Seulement voilà, lors d’un déplacement, plusieurs joueurs sont blessés et ne peuvent pas jouer. La mort dans l’âme, Sivardière s’arrange pour faire jouer Perrin. Pas de chance : il marque les deux buts de la victoire.
En attendant le match retour, pendant six jours, Perrin est « le patron de la ville ».
C’est à nouveau une comédie (très) grinçante que nous propose Annaud pour son deuxième long-métrage. Après la (drôle de) guerre, c’est le milieu du football amateur qui est pris pour cible. Et surtout ses dirigeants, en la personne d’une bande de notables dont la mesquinerie n’est pas sans rappeler celle des colons dans son film précédent. Et parmi eux, la palme revient au président du club, interprété par un Jean Bouise magnifique. Sa mèche qui recouvre impeccablement son front donne le ton : on devine une calvitie naissante non assumée par cet entrepreneur cynique.
Autour de lui, les autres gens importants qui constituent les possédants de cette ville n’ont rien à lui envier. Entre Brochard et Lozerand qui n’hésitent pas à faire un faux témoignage pour accabler Perrin, et Berri (Maurice Barrier) qui vire ce dernier comme un malpropre, nous avons toute une gamme de « petits bourgeois » méprisables.

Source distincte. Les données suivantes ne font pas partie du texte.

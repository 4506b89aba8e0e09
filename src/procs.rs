//! Procedure registry: named callables a program invokes through `Call`.
//!
//! A procedure has a per-record half (`next`) the VM calls, and may also
//! register a selector half the scan executor prefers when the procedure
//! closes a whole filter term, letting it populate the result set directly.

use std::sync::Arc;

use rustc_hash::FxHashMap;

use crate::{
    Combinator, Error, IndexProvider, Result, ResultSet, TableProvider, TypedValue,
};

/// A callable invoked once per evaluated record.
pub trait Procedure: Send + Sync {
    /// Called once before a sequential scan that uses this procedure.
    fn init(&self) -> Result<()> {
        Ok(())
    }

    /// Evaluate for the current record; `args` are the popped call
    /// arguments in source order.
    fn next(&self, args: &[TypedValue]) -> Result<TypedValue>;

    /// Called once after the scan.
    fn fin(&self) -> Result<()> {
        Ok(())
    }
}

/// The whole-term fast path of a procedure: fills `res` directly instead
/// of being evaluated per record.
pub trait SelectorProcedure: Send + Sync {
    fn select(
        &self,
        table: &dyn TableProvider,
        index: Option<&dyn IndexProvider>,
        args: &[TypedValue],
        res: &mut ResultSet,
        op: Combinator,
    ) -> Result<()>;
}

struct Entry {
    proc: Arc<dyn Procedure>,
    selector: Option<Arc<dyn SelectorProcedure>>,
}

/// Name-to-procedure registry. Embedders start from
/// [`ProcedureRegistry::with_builtins`] and register their own on top.
#[derive(Default)]
pub struct ProcedureRegistry {
    entries: FxHashMap<String, Entry>,
}

impl ProcedureRegistry {
    pub fn new() -> Self {
        Self::default()
    }

    pub fn with_builtins() -> Self {
        let mut r = Self::new();
        register_builtins(&mut r);
        r
    }

    pub fn register(&mut self, name: impl Into<String>, proc: Arc<dyn Procedure>) {
        self.entries.insert(
            name.into(),
            Entry {
                proc,
                selector: None,
            },
        );
    }

    /// Register a procedure together with its selector fast path.
    pub fn register_selector(
        &mut self,
        name: impl Into<String>,
        proc: Arc<dyn Procedure>,
        selector: Arc<dyn SelectorProcedure>,
    ) {
        self.entries.insert(
            name.into(),
            Entry {
                proc,
                selector: Some(selector),
            },
        );
    }

    pub fn get(&self, name: &str) -> Result<&dyn Procedure> {
        self.entries
            .get(name)
            .map(|e| e.proc.as_ref())
            .ok_or_else(|| Error::ProcedureNotFound(name.to_string()))
    }

    pub fn selector(&self, name: &str) -> Option<&dyn SelectorProcedure> {
        self.entries
            .get(name)
            .and_then(|e| e.selector.as_deref())
    }
}

macro_rules! scalar_proc {
    ($registry:expr, $name:literal, |$args:ident| $body:expr) => {{
        struct P;
        impl Procedure for P {
            fn next(&self, $args: &[TypedValue]) -> Result<TypedValue> {
                $body
            }
        }
        $registry.register($name, Arc::new(P));
    }};
}

fn text_arg<'a>(name: &str, args: &'a [TypedValue]) -> Result<&'a str> {
    match args.first() {
        Some(TypedValue::Text(s)) => Ok(s),
        other => Err(Error::Selector {
            name: name.to_string(),
            message: format!("expected a text argument, got {:?}", other),
        }),
    }
}

fn register_builtins(r: &mut ProcedureRegistry) {
    scalar_proc!(r, "length", |args| {
        let s = text_arg("length", args)?;
        Ok(TypedValue::Int64(s.chars().count() as i64))
    });
    scalar_proc!(r, "upper", |args| {
        let s = text_arg("upper", args)?;
        Ok(TypedValue::Text(s.to_uppercase()))
    });
    scalar_proc!(r, "lower", |args| {
        let s = text_arg("lower", args)?;
        Ok(TypedValue::Text(s.to_lowercase()))
    });

    struct AllRecords;
    impl Procedure for AllRecords {
        fn next(&self, _args: &[TypedValue]) -> Result<TypedValue> {
            Ok(TypedValue::Bool(true))
        }
    }
    impl SelectorProcedure for AllRecords {
        fn select(
            &self,
            table: &dyn TableProvider,
            _index: Option<&dyn IndexProvider>,
            _args: &[TypedValue],
            res: &mut ResultSet,
            op: Combinator,
        ) -> Result<()> {
            match op {
                Combinator::Or => {
                    for id in table.cursor() {
                        res.add(id, 1);
                    }
                }
                // Every record matches, so the narrowing combinators keep
                // the set as it is.
                Combinator::And | Combinator::Adjust => {}
                Combinator::AndNot => res.clear(),
            }
            Ok(())
        }
    }
    let all = Arc::new(AllRecords);
    r.register_selector("all_records", all.clone(), all);
}

#[cfg(test)]
mod tests {
    use super::*;

    #[test]
    fn test_builtin_scalars() {
        let r = ProcedureRegistry::with_builtins();
        let v = r
            .get("length")
            .unwrap()
            .next(&[TypedValue::Text("héllo".into())])
            .unwrap();
        assert_eq!(v, TypedValue::Int64(5));
        let v = r
            .get("upper")
            .unwrap()
            .next(&[TypedValue::Text("abc".into())])
            .unwrap();
        assert_eq!(v, TypedValue::Text("ABC".into()));
    }

    #[test]
    fn test_unknown_procedure() {
        let r = ProcedureRegistry::with_builtins();
        assert!(matches!(
            r.get("nope"),
            Err(Error::ProcedureNotFound(_))
        ));
    }

    #[test]
    fn test_bad_argument_kind() {
        let r = ProcedureRegistry::with_builtins();
        assert!(matches!(
            r.get("lower").unwrap().next(&[TypedValue::Int32(1)]),
            Err(Error::Selector { .. })
        ));
    }

    #[test]
    fn test_all_records_has_selector() {
        let r = ProcedureRegistry::with_builtins();
        assert!(r.selector("all_records").is_some());
        assert!(r.selector("length").is_none());
    }
}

Et au milieu de ce microcosme malsain, François Perrin (1). Patrick Dewaere campe un buteur (très) occasionnel avec beaucoup de force et de conviction – même s’il était un très piètre joueur – donnant à son personnage la dimension adéquate : Perrin est avant tout un pauvre type, qui est toujours là au bon moment mais pas obligatoirement au bon endroit. Et ces deux buts providentiels pour le club le deviennent automatiquement pour lui : voilà vingt-sept ans qu’il galère dans cette ville qui le traite comme un moins que rien, alors il est temps qu’il prenne sa revanche sur tous ces mesquins.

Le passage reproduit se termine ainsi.